Unsurprisingly, in being adapted for the big screen and mass appeal, Gantz has been changed quite significantly from the manga and anime. In terms of graphic content, this was always going to be the case, and so it's arguably something that shouldn't really be counted against the film. For the most part, this involves pretty much all of the nudity and sex being excised, along with the more perverse elements of the material. Kurono has been significantly toned down from the sleazy, sex-obsessed character of the anime, with Kishimoto managing to keep her clothes on for the entire running time, though the orb Gantz does still make amusing references to certain parts of her anatomy. The violence is mostly retrained, and the film is vicious and bloody in places, with a Battle Royale feel as the cast are ruthlessly whittled down by the various aliens. Though things never get too over the top or particularly nasty, there are a number of gruesome money shots scattered throughout, enough so to satisfy fans.

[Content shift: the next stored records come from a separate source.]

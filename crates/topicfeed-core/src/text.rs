//! Markup and URL helpers shared by the normalization pipeline

use std::sync::LazyLock;

use regex::Regex;
use url::Url;

/// Appended to descriptions cut by [`trim_words`]
pub const TRUNCATION_MARKER: &str = "&hellip;";

static SCRIPT_STYLE_RE: LazyLock<Regex> = LazyLock::new(|| {
    Regex::new(r"(?is)<script[^>]*>.*?</script\s*>|<style[^>]*>.*?</style\s*>").unwrap()
});

static TAG_RE: LazyLock<Regex> = LazyLock::new(|| Regex::new(r"(?s)<[^>]*>").unwrap());

/// Remove all markup, dropping `<script>`/`<style>` blocks with their content
pub fn strip_markup(html: &str) -> String {
    let without_blocks = SCRIPT_STYLE_RE.replace_all(html, "");
    TAG_RE.replace_all(&without_blocks, "").into_owned()
}

/// Decode HTML entities (`&amp;`, `&#8217;`, `&nbsp;`...) into plain text
pub fn decode_entities(text: &str) -> String {
    html_escape::decode_html_entities(text).into_owned()
}

/// Escape plain text for safe inclusion in HTML, quotes included
pub fn escape_html(text: &str) -> String {
    html_escape::encode_quoted_attribute(text).into_owned()
}

/// Keep at most `max_words` whitespace-delimited words of plain text
///
/// Words are re-joined with single spaces. When words were dropped the
/// [`TRUNCATION_MARKER`] is appended.
pub fn trim_words(text: &str, max_words: usize) -> String {
    let mut words = text.split_whitespace();
    let kept: Vec<&str> = words.by_ref().take(max_words).collect();
    let mut trimmed = kept.join(" ");
    if words.next().is_some() {
        trimmed.push_str(TRUNCATION_MARKER);
    }
    trimmed
}

/// Validate a candidate URL, returning its normalized form
///
/// Only absolute `http`/`https` URLs are accepted. Protocol-relative
/// `//host/path` values are read as `https:`.
pub fn clean_url(candidate: &str) -> Option<String> {
    let candidate = candidate.trim();
    if candidate.is_empty() {
        return None;
    }

    let parsed = if candidate.starts_with("//") {
        Url::parse(&format!("https:{}", candidate))
    } else {
        Url::parse(candidate)
    }
    .ok()?;

    match parsed.scheme() {
        "http" | "https" if parsed.host_str().is_some() => Some(parsed.to_string()),
        _ => None,
    }
}

#[cfg(test)]
mod tests {
    use super::*;

    #[test]
    fn test_strip_markup() {
        assert_eq!(strip_markup("<p>Hello <b>world</b></p>"), "Hello world");
        assert_eq!(
            strip_markup("a<script type=\"text/javascript\">var x = 1;</script>b"),
            "ab"
        );
        assert_eq!(strip_markup("a<STYLE>p { color: red }</STYLE>b"), "ab");
        assert_eq!(strip_markup("no markup"), "no markup");
    }

    #[test]
    fn test_escape_html() {
        let escaped = escape_html(r#"Tom & Jerry's <"show">"#);
        assert!(escaped.starts_with("Tom &amp; Jerry"));
        assert!(escaped.ends_with("s &lt;&quot;show&quot;&gt;"));
        assert!(!escaped.contains('\''));
    }

    #[test]
    fn test_decode_then_escape_does_not_double_escape() {
        assert_eq!(
            decode_entities("Sox &amp; Yanks &#8211; Game&nbsp;1"),
            "Sox & Yanks \u{2013} Game\u{a0}1"
        );
        assert_eq!(escape_html(&decode_entities("Sox &amp; Yanks")), "Sox &amp; Yanks");
        assert_eq!(escape_html(&decode_entities("Sox & Yanks")), "Sox &amp; Yanks");
    }

    #[test]
    fn test_trim_words_short_text_untouched() {
        assert_eq!(trim_words("one  two\nthree", 30), "one two three");
    }

    #[test]
    fn test_trim_words_cuts_and_marks() {
        let text = (1..=40).map(|i| format!("w{}", i)).collect::<Vec<_>>().join(" ");
        let trimmed = trim_words(&text, 30);
        assert!(trimmed.starts_with("w1 w2 "));
        assert!(trimmed.ends_with("w30&hellip;"));
        assert!(!trimmed.contains("w31"));
    }

    #[test]
    fn test_trim_words_exact_count_not_marked() {
        let text = (1..=30).map(|i| format!("w{}", i)).collect::<Vec<_>>().join(" ");
        assert!(!trim_words(&text, 30).ends_with(TRUNCATION_MARKER));
    }

    #[test]
    fn test_clean_url() {
        assert_eq!(
            clean_url("https://example.com/img/a.jpg").as_deref(),
            Some("https://example.com/img/a.jpg")
        );
        assert_eq!(
            clean_url("  http://example.com/a b.png ").as_deref(),
            Some("http://example.com/a%20b.png")
        );
        assert_eq!(
            clean_url("//cdn.example.com/a.jpg").as_deref(),
            Some("https://cdn.example.com/a.jpg")
        );
        assert_eq!(clean_url("12345"), None);
        assert_eq!(clean_url("/relative/path.jpg"), None);
        assert_eq!(clean_url("javascript:alert(1)"), None);
        assert_eq!(clean_url(""), None);
    }
}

Perhaps more importantly, the film has several thematic differences, as well as an overall shift in mood. Whilst the source material was to an extent characterised by an odd air of camp nihilism, Kurono, Kato and Kishimoto being the centre of a weird maelstrom of madness and dark social commentary, the film attempts more of an emotional connection with the audience and an exploration of fate and of taking one's place in the world. This actually works quite well, and certainly helps the film to get over the obstacle of being based on something episodic, providing more of a sense of character development and continuity. Although it does have a few unnecessarily ponderous stretches, Watanabe Yusuke's script is solid, and does a good job of combining the feel of the manga and anime with something a little more substantial, successfully holding the interest throughout what is actually a far longer film than it feels. Things do get quite grim in places, though both Ninomiya Kazunari and Matsuyama Kenichi are fine in the lead roles, adding depth and a few touches of charisma.

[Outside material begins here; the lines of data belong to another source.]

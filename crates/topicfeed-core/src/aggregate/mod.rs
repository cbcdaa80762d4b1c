mod aggregator;
mod image;
mod normalize;
mod sanitize;

use std::collections::HashSet;

pub use aggregator::FeedAggregator;
pub use image::{ImageResolver, ImageStrategy, FALLBACK_IMAGES};
pub use normalize::{ArticleNormalizer, Normalized, SkipReason, DESCRIPTION_WORDS};
pub use sanitize::{sanitize, DescriptionSanitizer};

/// Default minimum plain-text description length when short items are skipped
pub const DEFAULT_SHORT_CONTENT_THRESHOLD: usize = 100;

/// Filtering rules applied during one aggregation run
#[derive(Debug, Clone, PartialEq, Eq)]
pub struct FilterConfig {
    /// Exact (trimmed) titles to drop
    pub blocked_titles: HashSet<String>,
    /// Literal phrases removed from descriptions, in order
    pub custom_filter_patterns: Vec<String>,
    pub skip_short_content: bool,
    pub short_content_threshold: usize,
    pub use_fallback_images: bool,
}

impl Default for FilterConfig {
    fn default() -> Self {
        Self {
            blocked_titles: HashSet::new(),
            custom_filter_patterns: Vec::new(),
            skip_short_content: false,
            short_content_threshold: DEFAULT_SHORT_CONTENT_THRESHOLD,
            use_fallback_images: true,
        }
    }
}
use std::collections::HashSet;
use std::path::{Path, PathBuf};

use serde::{Deserialize, Serialize};

use crate::aggregate::{FilterConfig, DEFAULT_SHORT_CONTENT_THRESHOLD};
use crate::feed::{parse_opml_file, FeedSource};

#[derive(Debug, Clone, Default, Serialize, Deserialize)]
pub struct AppConfig {
    #[serde(default)]
    pub general: GeneralConfig,
    #[serde(default)]
    pub sync: SyncConfig,
    #[serde(default)]
    pub filters: FiltersConfig,
    #[serde(default)]
    pub feeds: Vec<FeedEntry>,
}

#[derive(Debug, Clone, Serialize, Deserialize)]
pub struct GeneralConfig {
    /// Log level
    #[serde(default = "default_log_level")]
    pub log_level: String,
    /// Articles shown when the caller does not ask for a count
    #[serde(default = "default_max_items")]
    pub max_items: usize,
    /// OPML file with additional feeds
    #[serde(default)]
    pub feeds_opml: Option<PathBuf>,
}

impl Default for GeneralConfig {
    fn default() -> Self {
        Self {
            log_level: default_log_level(),
            max_items: default_max_items(),
            feeds_opml: None,
        }
    }
}

#[derive(Debug, Clone, Serialize, Deserialize)]
pub struct SyncConfig {
    /// Request timeout in seconds
    #[serde(default = "default_timeout")]
    pub request_timeout_secs: u64,
    /// HTTP proxy URL for feed fetching (e.g., "http://127.0.0.1:7890" or "socks5://127.0.0.1:1080")
    #[serde(default)]
    pub proxy_url: Option<String>,
    /// Feeds fetched in parallel
    #[serde(default = "default_concurrency")]
    pub concurrency: usize,
    /// Responses larger than this are rejected
    #[serde(default = "default_max_feed_bytes")]
    pub max_feed_bytes: usize,
}

impl Default for SyncConfig {
    fn default() -> Self {
        Self {
            request_timeout_secs: default_timeout(),
            proxy_url: None,
            concurrency: default_concurrency(),
            max_feed_bytes: default_max_feed_bytes(),
        }
    }
}

#[derive(Debug, Clone, Serialize, Deserialize)]
pub struct FiltersConfig {
    /// Item titles to drop (exact match after trimming)
    #[serde(default)]
    pub blocked_titles: LineList,
    /// Phrases removed from descriptions, matched literally and case-insensitively
    #[serde(default)]
    pub custom_filters: LineList,
    #[serde(default)]
    pub skip_short_content: bool,
    #[serde(default = "default_short_content_threshold")]
    pub short_content_threshold: usize,
    #[serde(default = "default_true")]
    pub use_fallback_images: bool,
}

impl Default for FiltersConfig {
    fn default() -> Self {
        Self {
            blocked_titles: LineList::default(),
            custom_filters: LineList::default(),
            skip_short_content: false,
            short_content_threshold: default_short_content_threshold(),
            use_fallback_images: default_true(),
        }
    }
}

/// One `[[feeds]]` entry
#[derive(Debug, Clone, Serialize, Deserialize)]
pub struct FeedEntry {
    pub url: String,
    /// Display name; the feed host is used when absent
    #[serde(default)]
    pub label: Option<String>,
}

impl FeedEntry {
    pub fn to_source(&self) -> FeedSource {
        match self.label.as_deref().map(str::trim).filter(|l| !l.is_empty()) {
            Some(label) => FeedSource::new(self.url.trim(), label),
            None => FeedSource::from_url(self.url.trim()),
        }
    }
}

/// A list of strings that can also be written as one multi-line string
#[derive(Debug, Clone, Default, PartialEq, Eq, Serialize)]
#[serde(transparent)]
pub struct LineList(pub Vec<String>);

impl LineList {
    /// Trimmed, non-blank entries
    pub fn entries(&self) -> impl Iterator<Item = &str> {
        self.0.iter().map(|s| s.trim()).filter(|s| !s.is_empty())
    }
}

// Accept either a sequence of strings or newline-separated text
impl<'de> Deserialize<'de> for LineList {
    fn deserialize<D>(deserializer: D) -> Result<Self, D::Error>
    where
        D: serde::Deserializer<'de>,
    {
        use serde::de::{self, SeqAccess, Visitor};
        use std::fmt;

        struct LineListVisitor;

        impl<'de> Visitor<'de> for LineListVisitor {
            type Value = LineList;

            fn expecting(&self, formatter: &mut fmt::Formatter) -> fmt::Result {
                formatter.write_str("a list of strings or a newline-separated string")
            }

            fn visit_str<E>(self, value: &str) -> Result<LineList, E>
            where
                E: de::Error,
            {
                Ok(LineList(value.lines().map(str::to_string).collect()))
            }

            fn visit_seq<A>(self, mut seq: A) -> Result<LineList, A::Error>
            where
                A: SeqAccess<'de>,
            {
                let mut lines = Vec::new();
                while let Some(line) = seq.next_element::<String>()? {
                    lines.push(line);
                }
                Ok(LineList(lines))
            }
        }

        deserializer.deserialize_any(LineListVisitor)
    }
}

fn default_log_level() -> String {
    "info".to_string()
}

fn default_max_items() -> usize {
    30
}

fn default_timeout() -> u64 {
    30
}

fn default_concurrency() -> usize {
    4
}

fn default_max_feed_bytes() -> usize {
    5 * 1024 * 1024
}

fn default_short_content_threshold() -> usize {
    DEFAULT_SHORT_CONTENT_THRESHOLD
}

fn default_true() -> bool {
    true
}

impl AppConfig {
    /// Load configuration from `path`, or defaults if it does not exist
    pub fn load_from(path: &Path) -> crate::Result<Self> {
        if path.exists() {
            let content = std::fs::read_to_string(path)?;
            Self::from_toml(&content)
        } else {
            Ok(Self::default())
        }
    }

    pub fn from_toml(content: &str) -> crate::Result<Self> {
        toml::from_str(content).map_err(|e| crate::Error::Config(e.to_string()))
    }

    /// Get the configuration file path
    /// Always uses ~/.config/topicfeed/config.toml on all platforms
    pub fn config_path() -> PathBuf {
        dirs::home_dir()
            .unwrap_or_else(|| PathBuf::from("."))
            .join(".config")
            .join("topicfeed")
            .join("config.toml")
    }

    /// Configured feeds followed by those in `general.feeds_opml`, unique by URL
    pub fn sources(&self) -> crate::Result<Vec<FeedSource>> {
        let mut sources: Vec<FeedSource> = self.feeds.iter().map(FeedEntry::to_source).collect();

        if let Some(path) = &self.general.feeds_opml {
            sources.extend(parse_opml_file(&expand_tilde(path))?);
        }

        let mut seen = HashSet::new();
        sources.retain(|source| {
            let first = seen.insert(source.url.clone());
            if !first {
                tracing::warn!("Ignoring duplicate feed {}", source.url);
            }
            first
        });

        Ok(sources)
    }

    /// Snapshot of the filter settings for one aggregation run
    pub fn filter_config(&self) -> FilterConfig {
        let filters = &self.filters;
        FilterConfig {
            blocked_titles: filters.blocked_titles.entries().map(str::to_string).collect(),
            custom_filter_patterns: filters.custom_filters.entries().map(str::to_string).collect(),
            skip_short_content: filters.skip_short_content,
            short_content_threshold: filters.short_content_threshold,
            use_fallback_images: filters.use_fallback_images,
        }
    }
}

/// Expand tilde (~) in path to user's home directory
fn expand_tilde(path: &Path) -> PathBuf {
    if let Some(path_str) = path.to_str() {
        if let Some(stripped) = path_str.strip_prefix("~/") {
            if let Some(home) = dirs::home_dir() {
                return home.join(stripped);
            }
        }
    }
    path.to_path_buf()
}

#[cfg(test)]
mod tests {
    use super::*;

    #[test]
    fn test_defaults() {
        let config = AppConfig::from_toml("").unwrap();
        assert_eq!(config.general.max_items, 30);
        assert_eq!(config.sync.concurrency, 4);
        assert!(config.feeds.is_empty());

        let filters = config.filter_config();
        assert_eq!(filters, FilterConfig::default());
        assert_eq!(filters.short_content_threshold, 100);
        assert!(filters.use_fallback_images);
        assert!(!filters.skip_short_content);
    }

    #[test]
    fn test_full_config() {
        let config = AppConfig::from_toml(
            r#"
[general]
max_items = 12

[filters]
blocked_titles = ["  Breaking News ", "", "Live Blog"]
custom_filters = """
Read more at NESN.com

Sponsored
"""
skip_short_content = true
short_content_threshold = 80
use_fallback_images = false

[[feeds]]
url = "https://nesn.com/feed/"
label = "NESN"

[[feeds]]
url = "https://globe.example.com/sports.xml"

[[feeds]]
url = "https://nesn.com/feed/"
label = "Duplicate"
"#,
        )
        .unwrap();

        assert_eq!(config.general.max_items, 12);

        let filters = config.filter_config();
        assert!(filters.blocked_titles.contains("Breaking News"));
        assert!(filters.blocked_titles.contains("Live Blog"));
        assert_eq!(filters.blocked_titles.len(), 2);
        assert_eq!(
            filters.custom_filter_patterns,
            vec!["Read more at NESN.com".to_string(), "Sponsored".to_string()]
        );
        assert!(filters.skip_short_content);
        assert_eq!(filters.short_content_threshold, 80);
        assert!(!filters.use_fallback_images);

        let sources = config.sources().unwrap();
        assert_eq!(
            sources,
            vec![
                FeedSource::new("https://nesn.com/feed/", "NESN"),
                FeedSource::new("https://globe.example.com/sports.xml", "globe.example.com"),
            ]
        );
    }

    #[test]
    fn test_invalid_config_rejected() {
        assert!(matches!(
            AppConfig::from_toml("[filters]\nskip_short_content = \"yes\""),
            Err(crate::Error::Config(_))
        ));
    }

    #[test]
    fn test_missing_file_gives_defaults() {
        let config = AppConfig::load_from(Path::new("/nonexistent/topicfeed/config.toml")).unwrap();
        assert_eq!(config.general.log_level, "info");
    }
}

Similarly, there have been a few key plot changes, with the film basically covering the first series of the anime, though with some events shifted around. Of course, given that the film is only half the story, whilst it does build the tension and works towards a big and momentous finale, it leaves things hanging for the sequel - though perhaps not in a way which might have been expected, with there being a few welcome surprises along the way. Another interesting addition is that of Yuriko Yoshitaka's Tae, Kurono's manga-drawing former classmate, who appears both as a potential romantic interest, and as a source of thematic or narrative exposition to come.

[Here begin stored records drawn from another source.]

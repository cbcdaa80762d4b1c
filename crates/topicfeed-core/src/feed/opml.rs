use std::path::Path;

use quick_xml::events::Event;
use quick_xml::Reader;

use super::models::FeedSource;
use crate::{Error, Result};

/// Read feed sources from an OPML file
pub fn parse_opml_file(path: &Path) -> Result<Vec<FeedSource>> {
    let content = std::fs::read_to_string(path)?;
    parse_opml(&content)
}

/// Collect every `<outline>` carrying an `xmlUrl`
///
/// The label is the outline's `title`, then `text`, then the feed host.
pub fn parse_opml(content: &str) -> Result<Vec<FeedSource>> {
    let mut reader = Reader::from_str(content);
    reader.config_mut().trim_text(true);

    let mut sources = Vec::new();

    loop {
        match reader.read_event() {
            Ok(Event::Empty(e)) | Ok(Event::Start(e)) if e.name().as_ref() == b"outline" => {
                let mut xml_url = None;
                let mut label = None;

                for attr in e.attributes().flatten() {
                    let value = || match attr.unescape_value() {
                        Ok(value) => value.trim().to_string(),
                        Err(_) => String::from_utf8_lossy(&attr.value).trim().to_string(),
                    };
                    match attr.key.as_ref() {
                        b"xmlUrl" => xml_url = Some(value()),
                        b"title" => label = Some(value()),
                        b"text" if label.is_none() => label = Some(value()),
                        _ => {}
                    }
                }

                // Category outlines have no xmlUrl
                if let Some(url) = xml_url.filter(|u| !u.is_empty()) {
                    sources.push(match label.filter(|l| !l.is_empty()) {
                        Some(label) => FeedSource::new(url, label),
                        None => FeedSource::from_url(url),
                    });
                }
            }
            Ok(Event::Eof) => break,
            Err(e) => {
                return Err(Error::FeedParse(format!("Failed to parse OPML: {}", e)));
            }
            _ => {}
        }
    }

    Ok(sources)
}

#[cfg(test)]
mod tests {
    use super::*;

    #[test]
    fn test_parse_opml() {
        let opml = r#"<?xml version="1.0" encoding="UTF-8"?>
<opml version="2.0">
  <head><title>Sports</title></head>
  <body>
    <outline text="Boston">
      <outline text="NESN" title="NESN Red Sox" xmlUrl="https://nesn.com/feed/" type="rss"/>
      <outline text="Globe Sports" xmlUrl="https://globe.example.com/sports.xml" type="rss"/>
    </outline>
    <outline xmlUrl="https://untitled.example.org/rss" type="rss"/>
  </body>
</opml>"#;

        let sources = parse_opml(opml).unwrap();
        assert_eq!(sources.len(), 3);
        assert_eq!(sources[0], FeedSource::new("https://nesn.com/feed/", "NESN Red Sox"));
        assert_eq!(sources[1].label, "Globe Sports");
        assert_eq!(sources[2].label, "untitled.example.org");
    }

    #[test]
    fn test_parse_opml_unescapes_attributes() {
        let opml = r#"<opml version="2.0"><body>
  <outline text="Scores &amp; Recaps" xmlUrl="https://scores.example.com/feed?team=bos&amp;format=rss"/>
</body></opml>"#;

        let sources = parse_opml(opml).unwrap();
        assert_eq!(sources[0].url, "https://scores.example.com/feed?team=bos&format=rss");
        assert_eq!(sources[0].label, "Scores & Recaps");
    }

    #[test]
    fn test_parse_opml_without_feeds() {
        let opml = r#"<opml version="2.0"><body><outline text="Empty"/></body></opml>"#;
        assert!(parse_opml(opml).unwrap().is_empty());
    }
}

Sato Shinsuke handles the material well, and avoids the pitfalls of many comic adaptations by playing the drama straight, giving the film a big budget blockbuster feel rather than being hell-bent on pleasing fans of some of the material's more geeky aspects. The film is for the most part nicely paced, gradually notching up the intensity of the alien encounters and matching this with character and plot revelations. The action scenes themselves are awesome, infused with a vicious energy that makes them amongst the best from Japanese cinema from the last couple of years. The money spent on the film is clearly up on screen, from the surprisingly not too ridiculous looking costumes through the neat guns and gadgets that the players are provided with by the sinister Gantz. Most impressive though are the aliens themselves, which have a marvellously old school feel, and though brought to life through CGI look almost like Ray Harryhausen style stop animation, particularly during the jaw-dropping final battle.

All of this combines to make Gantz a great deal of fun, and a film which is both one of the more successful comic adaptations of late and an exciting piece of commercial science fiction cinema in its own right. Whilst toned down from the manga and anime, it remains faithful to their oddball feel and packs in plenty of highly imaginative action, certainly whetting the appetite for Gantz: Perfect Answer.